L’élevage et les combustibles fossiles ont fait grimper les émissions mondiales de méthane, puissant gaz à effet de serre, a son plus haut niveau jamais enregistré, faisant craindre une accélération du réchauffement climatique.
Depuis 2000, les rejets de gaz inodore et incolore ont augmenté de plus de 50 millions de tonnes par an, ce qui équivaut à 350 millions de voitures ou le double des émissions totales de l’Allemagne ou de la France, selon la dernière étude de Methane Budget réalisée par une équipe mondiale de scientifiques.
Les résultats, publiés dans Earth System Science Data et Environmental Research Letters , montrent que plus de la moitié du méthane dans l’atmosphère provient désormais de sources humaines. De cette part, l’élevage, l’agriculture et les décharges représentent environ les deux tiers, tandis que l’industrie des combustibles fossiles, composée de pétrole, de gaz et de charbon, constitue le reste.
Le méthane arrive juste derrière le dioxyde de carbone pour sa contribution au chauffage mondial; le gaz est libéré en quantités beaucoup plus petites mais est 28 fois plus puissant pour piéger la chaleur sur une période de 100 ans.
En 2017, dernière année pour laquelle des données sont disponibles, l’atmosphère de la planète a absorbé près de 600 millions de tonnes de méthane, en hausse de 9% par rapport aux premières années du siècle où les concentrations étaient relativement stables.
Rob Jackson, professeur à la Stanford University School of Earth, Energy & Environmental Sciences , a déclaré que les activités humaines depuis la révolution industrielle avaient multiplié par 2,6 la quantité de méthane dans l’atmosphère, contre 1,7 fois pour le dioxyde de carbone.
Comme le méthane est plus puissant que le CO 2 et a une durée de vie plus courte dans ses effets climatiques, il devrait être au centre des efforts de réduction des émissions, a déclaré Jackson.
«Le CO 2 est toujours la bête à tuer, mais le réchauffement dû au méthane est le deuxième plus important. Agir agressivement sur le méthane peut nous faire gagner du temps pour lutter contre le CO 2 et réduire de moitié le pic de température », a-t-il déclaré.
« Je suis optimiste quant aux opportunités de trouver des super-émetteurs de méthane à l’aide de drones et de satellites. Mais il est plus difficile de réduire les émissions d’un milliard de vaches et d’un milliard de moutons, où les choix alimentaires et la gestion du fumier sont importants. »

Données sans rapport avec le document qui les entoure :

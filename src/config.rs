use std::env;
use std::fs;
use std::path::{Path, PathBuf};
use std::str::FromStr;
use std::time::Duration;

use serde::{Deserialize, Serialize};

use crate::breaker::{self, BreakerConfig};
use crate::error::{ErrorCode, TodoError};

pub const CONFIG_FILE: &str = "config.json";
pub const DEFAULT_HOME: &str = ".todo";
pub const DEFAULT_LOG_FILTER: &str = "warn";

pub const ENV_HOME: &str = "TODO_HOME";
pub const ENV_LOG: &str = "TODO_LOG";
pub const ENV_BREAKER_THRESHOLD: &str = "TODO_BREAKER_THRESHOLD";
pub const ENV_BREAKER_COOLDOWN_SECS: &str = "TODO_BREAKER_COOLDOWN_SECS";

#[derive(Debug, Clone, PartialEq, Eq, Serialize, Deserialize)]
#[serde(default)]
pub struct BreakerSettings {
    pub threshold: u32,
    pub cooldown_secs: u64,
    pub half_open_probes: u32,
}

impl Default for BreakerSettings {
    fn default() -> Self {
        Self {
            threshold: breaker::DEFAULT_THRESHOLD,
            cooldown_secs: breaker::DEFAULT_COOLDOWN.as_secs(),
            half_open_probes: breaker::DEFAULT_HALF_OPEN_PROBES,
        }
    }
}

#[derive(Debug, Clone, PartialEq, Eq, Serialize, Deserialize)]
#[serde(default)]
pub struct Config {
    pub breaker: BreakerSettings,
    pub log_filter: String,
}

impl Default for Config {
    fn default() -> Self {
        Self {
            breaker: BreakerSettings::default(),
            log_filter: DEFAULT_LOG_FILTER.to_string(),
        }
    }
}

/// Data directory: the `--home` flag, then `TODO_HOME`, then `./.todo`.
pub fn resolve_home(flag: Option<&Path>) -> PathBuf {
    if let Some(home) = flag {
        return home.to_path_buf();
    }
    env::var_os(ENV_HOME)
        .filter(|v| !v.is_empty())
        .map(PathBuf::from)
        .unwrap_or_else(|| PathBuf::from(DEFAULT_HOME))
}

pub fn config_path(home: &Path) -> PathBuf {
    home.join(CONFIG_FILE)
}

impl Config {
    /// Reads `config.json` under `home` if present, then applies env overrides.
    pub fn load(home: &Path) -> Result<Self, TodoError> {
        let path = config_path(home);
        let mut config = match fs::read_to_string(&path) {
            Ok(content) => serde_json::from_str(&content).map_err(|e| {
                TodoError::wrap(e, ErrorCode::InvalidArgument, format!("invalid {}", path.display()))
            })?,
            Err(e) if e.kind() == std::io::ErrorKind::NotFound => Config::default(),
            Err(e) => return Err(e.into()),
        };
        config.apply_env()?;
        Ok(config)
    }

    /// Writes this config to `home` unless a config file already exists.
    pub fn write_if_missing(&self, home: &Path) -> Result<PathBuf, TodoError> {
        let path = config_path(home);
        if !path.exists() {
            fs::create_dir_all(home)?;
            fs::write(&path, serde_json::to_string_pretty(self)?)?;
        }
        Ok(path)
    }

    pub fn breaker_config(&self) -> BreakerConfig {
        BreakerConfig {
            threshold: self.breaker.threshold,
            cooldown: Duration::from_secs(self.breaker.cooldown_secs),
            half_open_probes: self.breaker.half_open_probes,
        }
    }

    fn apply_env(&mut self) -> Result<(), TodoError> {
        if let Some(v) = env_parse(ENV_BREAKER_THRESHOLD)? {
            self.breaker.threshold = v;
        }
        if let Some(v) = env_parse(ENV_BREAKER_COOLDOWN_SECS)? {
            self.breaker.cooldown_secs = v;
        }
        Ok(())
    }
}

fn env_parse<T: FromStr>(key: &str) -> Result<Option<T>, TodoError> {
    match env::var(key) {
        Ok(raw) if !raw.trim().is_empty() => raw
            .trim()
            .parse()
            .map(Some)
            .map_err(|_| TodoError::invalid_argument(format!("invalid {key}: {raw}"))),
        _ => Ok(None),
    }
}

Le changement est nettement différent selon le secteur et l’emplacement. Les émissions de méthane d’origine agricole ont augmenté de près de 11% au cours de la période d’étude, tandis que celles provenant des combustibles fossiles ont augmenté de 15%.
Au niveau régional, les augmentations les plus importantes – de 10 à 15 millions de tonnes par an – ont été enregistrées en Asie, en Afrique et en Océanie, principalement en raison de l’agriculture. Aux États-Unis, la majeure partie de l’augmentation de 4,5 millions de tonnes au cours de la dernière décennie a été attribuée à la fracturation hydraulique et à d’autres formes de forage, de canalisation et de consommation de pétrole et de gaz.

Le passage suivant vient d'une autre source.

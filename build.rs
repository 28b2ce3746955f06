use std::process::Command;

fn main() {
    let version = Command::new("git")
        .args(["describe", "--tags", "--always", "--dirty"])
        .output()
        .ok()
        .filter(|o| o.status.success())
        .map(|o| String::from_utf8_lossy(&o.stdout).trim().to_string())
        .filter(|s| !s.is_empty())
        .map(|s| s.trim_start_matches('v').to_string())
        .unwrap_or_else(|| env!("CARGO_PKG_VERSION").into());

    println!("cargo:rerun-if-changed=.git/HEAD");
    println!("cargo:rustc-env=TODO_SVC_VERSION={version}");
}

L’Europe a été le seul continent à enregistrer une baisse grâce à des mesures fortes de réduction des émissions de fumier et d’industrie. L’Arctique a également connu peu de changements, ce qui suggère que les craintes de libération de méthane provenant de la fonte du pergélisol n’avaient pas été réalisées jusqu’en 2017.
Les auteurs ont déclaré qu’il ne pourrait y avoir de stabilisation mondiale des émissions de méthane que si les gouvernements prenaient des mesures rapides.
Marielle Saunois, de l’Université de Versailles Saint-Quentin-en-Yvelines, en France, qui était l’auteur principal de l’article dans Earth System Science Data , a déclaré qu’il existait des solutions qui ne nécessitaient pas nécessairement une réduction de la consommation.
«Les politiques et une meilleure gestion ont réduit les émissions des décharges, du fumier et d’autres sources ici en Europe. Les gens mangent aussi moins de bœuf et plus de volaille et de poisson », a-t-elle déclaré.
On pense que les politiques de confinement pendant la crise sanitaire ont eu moins d’impact sur les émissions de méthane que sur le CO 2 et le dioxyde d’azote car l’agriculture n’a pas été aussi affectée par les mesures que les transports et l’industrie.